The tough, quattro four-wheel-driven all-terrain vehicle with luxury saloon refinement launches with a choice of two engines - the new 4.2-litre V8 with FSI petrol direct injection, developing 350PS and 440Nm of torque, and the supremely refined 3.0 TDI V6 with advanced piezo injection, delivering 233PS and 500Nm. Both engines will transmit their power via six-speed tiptronic automatic transmission.
Three specification levels are offered for the V6 TDI model, and two for the V8 petrol version. Exclusive to the V6 TDI, standard specification includes the full seven-seat configuration, adaptive air suspension, 18-inch alloy wheels with 235/60 R18 tyres, the Multi Media Interface (MMI) control system, a single CD player, rear acoustic parking, cruise control, climate control and a Driver’s Information System.
SE specification is standard for the V8 FSI and an extra cost upgrade for the V6 TDI. It adds an exclusive 18-inch alloy wheel design with wider 255/55 R18 tyres, bumpers finished in a contrasting colour, additional chrome exterior trim, full leather upholstery, heated front seats with full electric adjustment and wood fascia inlays.
S line specification – optional for both engine versions - creates the most visually striking Q7 look thanks to 20-inch S line alloy wheels with 275/45 R20 tyres, body-coloured bumpers, unique S line exterior styling enhancements to the front bumper, grille and rear diffuser and S line insignias. Inside, it includes leather and Alcantara combination upholstery, electric front sports seats embossed with the S line logo and matt brushed aluminium fascia and door inlays.
Q7 3.0 TDI models can be upgraded to SE trim at an extra cost of £2,500, or to the even more dramatic-looking S line specification for an additional £3,400. Q7 4.2 FSI models are equipped to SE specification as standard, with the S line option available at an extra cost of £900.
An overall length of 5,086 millimetres and a wheelbase of 3,002 millimetres (width: 1,983 mm / height 1,737 mm) enable the new Audi Q7 to offer class-leading interior space, and no less than 28 seating and loading configurations guaranteeing exceptional versatility.
Up to seven occupants can be accommodated in the three rows of seats. The seats in the second row are individually adjustable for fore/aft movement, and offer the most leg- room in this class. Both rear seat rows can be folded flat to provide a load area of 2,035 litres if required, without the seats having to be removed. If used as a 5-seater the Q7 boasts a load capacity of 775 litres – again unmatched in the class.
The Audi Q7 is naturally equipped as standard with latest generation quattro permanent four-wheel drive technology - the product of 25-years-worth of evolution of the world-renowned system with which Audi revolutionised driving on road and rally stage.

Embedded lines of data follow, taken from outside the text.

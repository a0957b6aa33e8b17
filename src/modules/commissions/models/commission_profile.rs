use chrono::NaiveDate;
use rust_decimal::Decimal;
use serde::{Deserialize, Serialize};

use crate::core::money::{validate_max_amount, validate_non_negative, validate_percentage};
use crate::core::{AppError, Result};

/// An agent's commission plan
///
/// Royalty is taken off the top of GCI, then the brokerage keeps the
/// complement of `commission_split` until `commission_cap` is reached, after
/// which each deal pays `post_cap_transaction_fee` instead. Both caps reset on
/// the month/day of `cap_anniversary_date`.
#[derive(Debug, Clone, PartialEq, Serialize, Deserialize)]
pub struct CommissionProfile {
    pub user_id: String,
    /// Percentage of post-royalty GCI the agent keeps before capping
    pub commission_split: Decimal,
    /// Maximum company dollar per cap-year
    pub commission_cap: Decimal,
    pub post_cap_transaction_fee: Decimal,
    /// Franchise royalty, percentage of GCI
    pub royalty_fee: Decimal,
    /// Maximum royalty per cap-year
    pub royalty_fee_cap: Decimal,
    /// Only month and day are meaningful
    pub cap_anniversary_date: NaiveDate,
}

impl CommissionProfile {
    pub fn validate(&self) -> Result<()> {
        if self.user_id.trim().is_empty() {
            return Err(AppError::validation(
                "Commission profile user_id cannot be empty",
            ));
        }
        validate_percentage("commission_split", self.commission_split)?;
        validate_percentage("royalty_fee", self.royalty_fee)?;
        let amounts = [
            ("commission_cap", self.commission_cap),
            ("royalty_fee_cap", self.royalty_fee_cap),
            ("post_cap_transaction_fee", self.post_cap_transaction_fee),
        ];
        for (field, value) in amounts {
            validate_non_negative(field, value)?;
            validate_max_amount(field, value)?;
        }
        Ok(())
    }
}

Its Torsen centre differential, which conveys power to all four wheels on-road and off, is shared with the Audi RS 4 quattro, and features a standard torque split of 40 : 60 (front / rear) that helps to optimise axle load distribution for even greater agility and steering precision.
With its chassis weight significantly reduced through the use of numerous aluminium components, and control maximised by a combination of electronically controlled damping and a dynamic roll stabilisation system, the Q7 effectively disguises its dimensions on challenging roads. Its standard variable height adaptive air suspension manages to deliver superior ride comfort both on and off the beaten track without detracting from the agile on-road handling.

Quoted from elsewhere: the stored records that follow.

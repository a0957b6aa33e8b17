use crate::core::{AppError, Result};
use std::env;

/// Server configuration for HTTP server
#[derive(Debug, Clone)]
pub struct ServerConfig {
    pub host: String,
    pub port: u16,
    pub workers: usize,
    /// Dashboard origin allowed to call the API from a browser
    pub cors_allowed_origin: Option<String>,
}

impl ServerConfig {
    pub fn new(host: String, port: u16) -> Self {
        Self {
            host,
            port,
            workers: num_cpus::get() * 2, // 2x CPU cores for I/O-bound workload
            cors_allowed_origin: None,
        }
    }

    pub fn from_env() -> Result<Self> {
        let host = env::var("SERVER_HOST").unwrap_or_else(|_| "127.0.0.1".to_string());
        let port = env::var("SERVER_PORT")
            .unwrap_or_else(|_| "8080".to_string())
            .parse()
            .map_err(|_| AppError::Configuration("Invalid SERVER_PORT".to_string()))?;

        let mut config = Self::new(host, port);
        if let Ok(workers) = env::var("SERVER_WORKERS") {
            config.workers = workers
                .parse()
                .map_err(|_| AppError::Configuration("Invalid SERVER_WORKERS".to_string()))?;
        }
        config.cors_allowed_origin = env::var("CORS_ALLOWED_ORIGIN")
            .ok()
            .filter(|origin| !origin.trim().is_empty());

        Ok(config)
    }

    pub fn bind_address(&self) -> String {
        format!("{}:{}", self.host, self.port)
    }
}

The variable ground clearance of between 180mm and 240mm offered by the five-mode air suspension system helps the new Audi Q7 take the rough as much in its stride as the smooth. The off-road setting, with 205mm of clearance and adapted damper control, is the perfect setting for cross-country driving.

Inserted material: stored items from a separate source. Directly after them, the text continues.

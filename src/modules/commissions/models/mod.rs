pub mod cap_year_summary;
pub mod commission_profile;
pub mod processed_transaction;
pub mod transaction;

pub use cap_year_summary::{AgentSummary, CapYearSummary};
pub use commission_profile::CommissionProfile;
pub use processed_transaction::{AgentProcessedTransaction, ProcessedTransaction};
pub use transaction::{Transaction, TransactionType};
use actix_cors::Cors;
use actix_web::{http::header, web, App, HttpServer};
use agentgps::config::Config;
use agentgps::middleware::{json_error_handler, RequestId, REQUEST_ID_HEADER};
use agentgps::{configure_app, CommissionCalculator};
use anyhow::Context;
use tracing_actix_web::TracingLogger;
use tracing_subscriber::{layer::SubscriberExt, util::SubscriberInitExt, EnvFilter};

/// Largest accepted request body; a full market center's yearly deals fit comfortably
const JSON_PAYLOAD_LIMIT: usize = 4 * 1024 * 1024;

#[actix_web::main]
async fn main() -> anyhow::Result<()> {
    // Load configuration
    let config = Config::from_env().context("Failed to load configuration")?;
    config
        .validate()
        .context("Configuration validation failed")?;

    init_tracing(&config);

    tracing::info!("Starting AgentGPS commission service");
    tracing::info!("Environment: {}", config.app.env);
    tracing::info!("Server binding to: {}", config.server.bind_address());
    tracing::info!("HST rate on GCI: {}", config.commission.hst_rate);

    let calculator = web::Data::new(CommissionCalculator::new(config.commission.hst_rate));
    let cors_origin = config.server.cors_allowed_origin.clone();

    // Start HTTP server
    let bind_address = config.server.bind_address();
    let server = HttpServer::new(move || {
        App::new()
            .wrap(cors(cors_origin.as_deref()))
            .wrap(TracingLogger::default())
            .wrap(RequestId)
            .app_data(calculator.clone())
            .app_data(
                web::JsonConfig::default()
                    .limit(JSON_PAYLOAD_LIMIT)
                    .error_handler(json_error_handler),
            )
            .configure(configure_app)
    })
    .workers(config.server.workers)
    .bind(&bind_address)
    .with_context(|| format!("Failed to bind {}", bind_address))?
    .run();

    tracing::info!("Server started at http://{}", bind_address);

    server.await.context("Server terminated with an error")
}

fn init_tracing(config: &Config) {
    let filter = EnvFilter::try_from_default_env().unwrap_or_else(|_| {
        format!("agentgps={},actix_web=info", config.app.log_level).into()
    });
    let registry = tracing_subscriber::registry().with(filter);

    if config.app.is_production() {
        registry.with(tracing_subscriber::fmt::layer().json()).init();
    } else {
        registry.with(tracing_subscriber::fmt::layer()).init();
    }
}

/// Browser access is closed unless a dashboard origin is configured
fn cors(origin: Option<&str>) -> Cors {
    match origin {
        Some(origin) => Cors::default()
            .allowed_origin(origin)
            .allowed_methods(vec!["GET", "POST"])
            .allowed_headers(vec![
                header::CONTENT_TYPE,
                header::HeaderName::from_static(REQUEST_ID_HEADER),
            ])
            .expose_headers(vec![header::HeaderName::from_static(REQUEST_ID_HEADER)])
            .max_age(3600),
        None => Cors::default(),
    }
}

Like the acclaimed Audi A6 and A8 models, the new Q7 is equipped as standard with the innovative Multi Media Interface (MMI) operating concept that controls many major in-car functions. In the Q7 the system will be available with a variety of new optional extras, including Audi side assist with radar technology for lane-changing manoeuvres and the advanced parking system with optical/acoustic guidance and rear-view camera.
The Electronic Stability Programme (ESP) will also include numerous new functions such as hill descent assist, a special off-road mode that optimises brake performance and traction on loose surfaces and a trailer stabilisation system that reduces the risk of fishtailing by means of targeted brake intervention.


----------